The Irish Deaf Society (IDS) is calling on the Government for the legal recognition of Irish Sign Language (ISL). The appeal comes during International Week of the Deaf (23rd – 30th September), an annual event that celebrates Deaf people and signed languages throughout the world.

The theme of this year’s campaign is “Equality for Deaf People”, especially timely for the Deaf community in Ireland. The IDS has been campaigning for over 30 years for the recognition of Irish Sign Language (ISL) as a major aspect of equality for Deaf people in Irish Society. Availability of services and information in ISL as guaranteed by law is the only means of ensuring Deaf people the opportunity of accessing and participating in Irish Society. The momentum for ISL recognition continues to grow, with 16 Local Authorities having passed motions over the last year calling upon the Government to legally recognise ISL as a matter of urgency. This number is set to rise over coming months with a concerted campaign underway.

Discussing the appeal, Dr. John Bosco Conama from the Irish Deaf Society said: “It was with great hope that the IDS welcomed the inclusion of a commitment to ‘examine different mechanisms to promote the recognition of Irish Sign Language’ in the Programme for Government. This has been tempered somewhat with the recent publication of the National Disability Strategy Implementation Plan, a document that fails to examine ISL recognition. This represents a missed opportunity and the focus that is given to improving current services is no replacement for what can be achieved through the legal recognition of ISL.

“In keeping with the theme of achieving equality for Deaf people, the IDS calls upon the Government to take urgent action in support of its commitment to the people of Ireland, and the third indigenous language of this country, ISL, the first and natural language of many Deaf people.”

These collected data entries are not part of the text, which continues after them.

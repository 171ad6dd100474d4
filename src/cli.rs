//! CLI definitions for PageLens.

use std::path::PathBuf;

use clap::{ArgGroup, Args, Parser, Subcommand, ValueEnum};

/// PageLens CLI.
#[derive(Parser)]
#[command(name = "pagelens")]
#[command(about = "Reduce rendered web pages to compact, element-addressable text trees")]
#[command(version)]
pub(crate) struct Cli {
    /// Configuration file path (defaults to ~/.pagelens/config.toml when present)
    #[arg(short, long, global = true)]
    pub config: Option<PathBuf>,

    #[command(subcommand)]
    pub command: Commands,
}

#[derive(Subcommand)]
pub(crate) enum Commands {
    /// Simplify a captured page or an HTML file
    Simplify(SimplifyArgs),

    /// Check the configuration file and report problems
    Validate,
}

#[derive(Args)]
#[command(group(ArgGroup::new("input").required(true).args(["snapshot", "html"])))]
pub(crate) struct SimplifyArgs {
    /// Page snapshot JSON with recorded layout (`-` for stdin)
    #[arg(long)]
    pub snapshot: Option<PathBuf>,

    /// Plain HTML without layout (`-` for stdin)
    #[arg(long)]
    pub html: Option<PathBuf>,

    /// Keep invisible and off-screen elements
    #[arg(long)]
    pub include_invisible: bool,

    /// Keep script and noscript elements
    #[arg(long)]
    pub include_scripts: bool,

    /// Additional attribute to keep (repeatable)
    #[arg(long = "keep", value_name = "ATTR")]
    pub keep: Vec<String>,

    /// Attribute to always remove (repeatable)
    #[arg(long = "remove", value_name = "ATTR")]
    pub remove: Vec<String>,

    /// Output format
    #[arg(long, value_enum, default_value_t = OutputFormat::Text)]
    pub format: OutputFormat,
}

#[derive(Debug, Clone, Copy, PartialEq, Eq, ValueEnum)]
pub(crate) enum OutputFormat {
    /// The simplified tree only
    Text,
    /// `{ "bboxes": ..., "modifiedHtml": ... }`
    Json,
}

#[cfg(test)]
mod tests {
    use super::*;

    #[test]
    fn test_parse_simplify_snapshot() {
        let cli = Cli::try_parse_from([
            "pagelens", "simplify", "--snapshot", "page.json", "--keep", "class", "--keep",
            "id", "--format", "json",
        ])
        .unwrap();

        let Commands::Simplify(args) = cli.command else {
            panic!("expected simplify");
        };
        assert_eq!(args.snapshot, Some(PathBuf::from("page.json")));
        assert!(args.html.is_none());
        assert_eq!(args.keep, vec!["class", "id"]);
        assert_eq!(args.format, OutputFormat::Json);
    }

    #[test]
    fn test_simplify_requires_input() {
        assert!(Cli::try_parse_from(["pagelens", "simplify"]).is_err());
    }

    #[test]
    fn test_simplify_inputs_conflict() {
        let result = Cli::try_parse_from([
            "pagelens", "simplify", "--snapshot", "a.json", "--html", "a.html",
        ]);
        assert!(result.is_err());
    }

    #[test]
    fn test_global_config_flag() {
        let cli = Cli::try_parse_from(["pagelens", "validate", "--config", "custom.toml"]).unwrap();
        assert_eq!(cli.config, Some(PathBuf::from("custom.toml")));
        assert!(matches!(cli.command, Commands::Validate));
    }
}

The failure to recognise Irish Sign Language places the health and well-being of Deaf people at risk as they often struggle to avail of vital health and educational services. Many public and private services that are often taken for granted by others remain inaccessible to Deaf people. In spite of the frustration of dealing with a majority of service providers who are unable to communicate with Deaf people, the Irish Deaf community is a vibrant and welcoming environment for those who embrace Irish Sign Language. International Week of the Deaf is a celebration of this community, with events taking place throughout the country (see www.deaf.ie  for more information).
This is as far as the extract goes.